V.B. : The project is aimed at different types of audiences, the first of which is generated by the activities of the International Criminal Court. Starting from your conception of artistic and poetic tools, how did you approach your collaboration with Julien Seroussi, knowing that the gestures and the representations you produced were intended, in fine, to “return to the legal world”?
f.l. : each time that julien seroussi came back to paris and told me what he was authorized to say about the trial hearings, i would say to myself : “this place is a real ‘court of miracles’…!”. his regular reports caught my attention. then, like a canny farm labourer, i checked out the lie of the land in order to evaluate the richness of the terrain : what kinds of material did the trial produce ? what were the inscription devices that we would be dealing with ? we wrote up a list : first, everything that is said in the hearing room is recorded on video (sound and image), whether the witnesses’ speeches, the court’s legal discussions, the technological bugs for which the judges call on the technicians for help. then, since the trial is international, people speak several languages, in this case, lingala, swahili, french, and english. so interpreters are needed in order to go from language to language (via headphones and various broadcast channels). simultaneously, everything that is said is transcribed in real time by court reporters and these transcripts are shown on the judges’, the prosecution’s, and the defence’s screens. finally, there is all the evidence (official documents, letters, photos, drawings, videos) that is called up during the trial. Wishing to make a democratic statement, the court decided to make the materials public (i.e. the videos, the transcripts, and the evidence), with the exception of some elements that could put the security of certain witnesses in danger. as soon as i was able to get a sense of the breadth of the available materials and once the trial had ended in 2014, i proposed to julien seroussi, that we should try to make something of this rich, seemingly under-exploited field – under-exploited from a non-legal perspective, that is, anthropologically, poetically etc. but also from a legal perspective, since the court, of which it was one of the first trials, had encountered several obstacles it was not prepared for. for the court, returning to these materials was also a way to rework its approach for future trials. so the project was right away conceived in a collaborative manner : treating the materials with tools originating in poetry and in art, but with the significant constraint that the work accomplished ultimately had to be useful to practitioners of international justice.
V.B. : Could you go back over some of the obstacles or difficulties encountered during the trial that were of particular concern to you – and explain why?

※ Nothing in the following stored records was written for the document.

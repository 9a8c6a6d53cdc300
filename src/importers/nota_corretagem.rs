//! Page/table orchestrator for brokerage notes.
//!
//! Each page is read in three passes: negotiation tables (11 columns or with
//! trade headers), every other table through a stricter filter, then the
//! page text through [`super::text_fallback`]. Text-recovered trades are only
//! kept when no trade with the same (date, ticker, quantity, price) was
//! emitted for the document yet.

use anyhow::Result;
use itertools::Itertools;
use once_cell::sync::Lazy;
use regex::Regex;
use std::collections::HashSet;
use std::fmt;
use tracing::{debug, info, warn};

use super::pdf_pages::{self, column_count, PdfPage, Table};
use super::row_classifier::is_valid_data_row;
use super::text_fallback::{self, MARKER};
use crate::normalize::normalize_number;
use crate::tickers::TickerResolver;

static TRADE_DATE: Lazy<Regex> =
    Lazy::new(|| Regex::new(r"(\d{2}/\d{2}/\d{4})").expect("valid trade date pattern"));

static PRICE_SHAPE: Lazy<Regex> =
    Lazy::new(|| Regex::new(r"\d+[.,]\d+").expect("valid price pattern"));

/// Column count of the standard negotiation table.
pub const NEGOTIATION_COLUMNS: usize = 11;

const NEGOTIATION_KEYWORDS: [&str; 4] = ["Data pregão", "Nr. nota", "Negociação", "Especificação"];

/// C (compra), V (venda) or unknown.
#[derive(Debug, Clone, Copy, PartialEq, Eq, Hash, PartialOrd, Ord, Default)]
pub enum Side {
    Buy,
    Sell,
    #[default]
    Unknown,
}

impl Side {
    pub fn as_str(&self) -> &'static str {
        match self {
            Side::Buy => "C",
            Side::Sell => "V",
            Side::Unknown => "",
        }
    }

    /// `C` when the text holds a C, else `V` when it holds a V.
    pub fn from_marker(text: &str) -> Self {
        let upper = text.to_uppercase();
        if upper.contains('C') {
            Side::Buy
        } else if upper.contains('V') {
            Side::Sell
        } else {
            Side::Unknown
        }
    }
}

impl fmt::Display for Side {
    fn fmt(&self, f: &mut fmt::Formatter<'_>) -> fmt::Result {
        f.write_str(self.as_str())
    }
}

/// One extracted trade. Quantity and price are canonical decimal strings.
#[derive(Debug, Clone, PartialEq, Eq, Hash)]
pub struct Transaction {
    /// DD/MM/YYYY
    pub date: Option<String>,
    pub ticker: String,
    pub side: Side,
    pub quantity: String,
    pub price: String,
}

impl Transaction {
    fn signature(&self) -> (Option<String>, String, String, String) {
        (
            self.date.clone(),
            self.ticker.clone(),
            self.quantity.clone(),
            self.price.clone(),
        )
    }
}

/// First DD/MM/YYYY in the page text.
pub fn trade_date(text: &str) -> Option<String> {
    TRADE_DATE
        .captures(text)
        .and_then(|caps| caps.get(1))
        .map(|m| m.as_str().to_string())
}

pub fn is_negotiation_table(table: &Table) -> bool {
    // Rows are padded to the widest one, so this is the first row's width too.
    if column_count(table) == NEGOTIATION_COLUMNS {
        return true;
    }
    let text = table.iter().flatten().filter(|c| !c.is_empty()).join(" ");
    NEGOTIATION_KEYWORDS.iter().any(|kw| text.contains(kw))
}

/// Extracts trades from the pages of one document.
pub struct NoteExtractor<'a> {
    resolver: &'a TickerResolver,
}

impl<'a> NoteExtractor<'a> {
    pub fn new(resolver: &'a TickerResolver) -> Self {
        Self { resolver }
    }

    /// Parse `bytes` as a PDF and extract all its trades.
    pub fn process_document(&self, name: &str, bytes: &[u8], password: Option<&str>) -> Result<Vec<Transaction>> {
        info!("Processing {}", name);
        let pages = pdf_pages::read_pages(name, bytes, password)?;
        let transactions = self.extract_pages(&pages);
        if transactions.is_empty() {
            warn!("{}: no transactions extracted", name);
        } else {
            info!("{}: {} transaction(s) extracted", name, transactions.len());
        }
        Ok(transactions)
    }

    pub fn extract_pages(&self, pages: &[PdfPage]) -> Vec<Transaction> {
        let mut emitted = Vec::new();
        for page in pages {
            let added = self.extract_page(page, &mut emitted);
            if added > 0 {
                debug!("Page {}/{}: {} record(s)", page.number, pages.len(), added);
            }
        }
        emitted
    }

    /// Append the trades of `page` to `emitted`; returns how many were added.
    pub fn extract_page(&self, page: &PdfPage, emitted: &mut Vec<Transaction>) -> usize {
        let before = emitted.len();
        let date = trade_date(&page.text);

        for table in page.tables.iter().filter(|t| !t.is_empty()) {
            if is_negotiation_table(table) {
                emitted.extend(self.negotiation_rows(table, date.as_deref()));
            } else {
                emitted.extend(self.fallback_rows(table, date.as_deref()));
            }
        }

        if let Some(date) = date.as_deref() {
            if page.text.contains(MARKER) {
                // Repeated fills inside the text stay; only records already
                // emitted before this pass are duplicates.
                let seen: HashSet<_> = emitted.iter().map(Transaction::signature).collect();
                let mut recovered = 0;
                for op in text_fallback::operations_from_text(&page.text, date, self.resolver) {
                    if !seen.contains(&op.signature()) {
                        emitted.push(op);
                        recovered += 1;
                    }
                }
                if recovered > 0 {
                    debug!("Page {}: {} operation(s) recovered from text", page.number, recovered);
                }
            }
        }

        emitted.len() - before
    }

    // Every row is a candidate: the layout repeats its own sub-headers and
    // the row classifier rejects them.
    fn negotiation_rows(&self, table: &Table, date: Option<&str>) -> Vec<Transaction> {
        let mut rows = Vec::new();
        for row in table.iter().filter(|row| !is_blank(row)) {
            let cells = trimmed(row);
            if !is_valid_data_row(&cells, true) {
                continue;
            }
            let Some(ticker) = self.resolver.resolve(&cells) else {
                continue;
            };

            let side = cells.get(2).map_or(Side::Unknown, |c| Side::from_marker(c));
            let quantity = normalize_number(cells.get(7).map(String::as_str));
            let price = normalize_number(cells.get(8).map(String::as_str));
            if quantity.is_empty() && price.is_empty() {
                continue;
            }

            rows.push(Transaction {
                date: date.map(str::to_string),
                ticker,
                side,
                quantity,
                price,
            });
        }
        rows
    }

    // Unknown layout: skip the header row and sniff quantity and price by
    // shape instead of by column.
    fn fallback_rows(&self, table: &Table, date: Option<&str>) -> Vec<Transaction> {
        let mut rows = Vec::new();
        for row in table.iter().skip(1).filter(|row| !is_blank(row)) {
            let cells = trimmed(row);
            if !is_valid_data_row(&cells, false) {
                continue;
            }
            let Some(ticker) = self.resolver.resolve(&cells) else {
                continue;
            };

            let mut price = None;
            let mut quantity = None;
            for cell in &cells {
                if PRICE_SHAPE.is_match(cell) {
                    if price.is_none() {
                        price = Some(normalize_number(cell.as_str()));
                    }
                } else if is_integer_like(cell) && quantity.is_none() {
                    quantity = Some(normalize_number(cell.as_str()));
                }
            }
            let quantity = quantity.unwrap_or_default();
            let price = price.unwrap_or_default();
            if quantity.is_empty() && price.is_empty() {
                continue;
            }

            rows.push(Transaction {
                date: date.map(str::to_string),
                ticker,
                side: sniff_side(&cells),
                quantity,
                price,
            });
        }
        rows
    }
}

fn sniff_side(cells: &[String]) -> Side {
    for cell in cells {
        let upper = cell.trim().to_uppercase();
        let marked = format!(" {} ", upper).contains(" C ") || upper == "C" || upper == "V";
        if marked {
            let side = Side::from_marker(&upper);
            if side != Side::Unknown {
                return side;
            }
        }
    }
    Side::Unknown
}

fn is_integer_like(cell: &str) -> bool {
    let digits = cell.replace(['.', ','], "");
    !digits.is_empty() && digits.chars().all(|c| c.is_ascii_digit())
}

fn is_blank(row: &[String]) -> bool {
    row.iter().all(|c| c.trim().is_empty())
}

fn trimmed(row: &[String]) -> Vec<String> {
    row.iter().map(|c| c.trim().to_string()).collect()
}
use anyhow::{Context, Result};
use chrono::Local;
use clap::Parser;
use colored::Colorize;
use std::fs::{self, File};
use std::path::PathBuf;
use std::sync::Mutex;
use tracing::{error, info, warn};
use tracing_subscriber::{fmt, prelude::*, EnvFilter};

use corretagem::cli::Cli;
use corretagem::config::AppConfig;
use corretagem::dispatcher::dispatch_command;
use corretagem::importers::CancellationToken;

/// Exit status after a second Ctrl+C.
const INTERRUPTED_EXIT_CODE: i32 = 130;

#[tokio::main]
async fn main() {
    let cli = Cli::parse();
    if cli.no_color {
        colored::control::set_override(false);
    }

    if let Err(err) = run(cli).await {
        error!("{:#}", err);
        eprintln!("{} {:#}", "Error:".red().bold(), err);
        std::process::exit(1);
    }
}

async fn run(cli: Cli) -> Result<()> {
    let (config, source) = AppConfig::load(cli.config.as_deref())?;
    let config = config.with_overrides(cli.command.overrides());

    let log_file = init_logging(&config, cli.no_color)?;
    match source {
        Some(path) => info!("Using config {:?}", path),
        None => info!("No config file found, using defaults"),
    }
    info!("Logging to {:?}", log_file);

    let token = CancellationToken::new();
    install_interrupt_handler(token.clone());

    let quiet = cli.quiet;
    let command = cli.command;
    tokio::task::spawn_blocking(move || dispatch_command(command, &config, &token, quiet))
        .await
        .context("Command task failed")?
}

/// First Ctrl+C stops between documents; the second aborts.
fn install_interrupt_handler(token: CancellationToken) {
    tokio::spawn(async move {
        if tokio::signal::ctrl_c().await.is_err() {
            return;
        }
        warn!("Interrupt received, stopping after the current document (Ctrl+C again to abort)");
        token.cancel();

        if tokio::signal::ctrl_c().await.is_ok() {
            error!("Second interrupt, aborting");
            std::process::exit(INTERRUPTED_EXIT_CODE);
        }
    });
}

/// stderr plus `extracao_YYYYMMDD_HHMMSS.log` in the logs folder.
fn init_logging(config: &AppConfig, no_color: bool) -> Result<PathBuf> {
    fs::create_dir_all(&config.logs_folder)
        .with_context(|| format!("Failed to create logs folder {:?}", config.logs_folder))?;
    let path = config
        .logs_folder
        .join(format!("extracao_{}.log", Local::now().format("%Y%m%d_%H%M%S")));
    let file = File::create(&path).with_context(|| format!("Failed to create log file {:?}", path))?;

    let env_filter =
        EnvFilter::try_from_default_env().unwrap_or_else(|_| EnvFilter::new(config.filter_level()));

    tracing_subscriber::registry()
        .with(env_filter)
        .with(
            fmt::layer()
                .with_target(false)
                .with_ansi(!no_color)
                .with_writer(std::io::stderr),
        )
        .with(
            fmt::layer()
                .with_target(false)
                .with_ansi(false)
                .with_writer(Mutex::new(file)),
        )
        .init();

    Ok(path)
}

f.l. : the icc experienced two major difficulties. the first occurred early on, during the investigation of the prosecution, and can be summarised in the following question : how to create clean data (as opposed to dirty data) that will ensure that the ensuing work is well-grounded, given that in ituri [the region of drc where the village of bogoro is to be found], people can have several names, they might possess administrative documents with different birthdates, and there is no official map of the region. Nor do family relationships adhere to the European model of a nuclear family : “my brother” or “my sister” does not mean that we have the same parents, but simply that we are from the same village, or that we went to school together. furthermore, the judges only learned about the trial at the time of the hearing, they did not know anything about the case beforehand. this is the anglo-american adversarial system, where all information intended for the judge must pass through the filter of the prosecution and the defence. the trial’s impartiality is thereby ensured : no element reaches the judge’s ears that has not first been discussed and challenged by the two parties. the inconvenience is that the judges are therefore totally unaware of the context of the crimes. it was very hard for them to understand not only the logic of the militia in power – new militia were created each week – but even the timeline of events was unknown to them, even more so were the local customs. fetish rites on the eve of battles and the position of medicine-men in the chains of command are a striking example : the judges heard what the witnesses had to say on these matters but did not know how to attach these phenomena to the legal framework they had available to them. more globally, the categories of thought or action of the actors, witnesses, victims, or accused were foreign to them. due to these problems early on in the investigation, and to the difficulty of accepting the witnesses’ accounts as “other” cultural phenomenon and not as lies, in the end, the judges decided that 4 of the 5 witnesses were not credible. therefore, one of the accused was acquitted and the other had his charges significantly reduced.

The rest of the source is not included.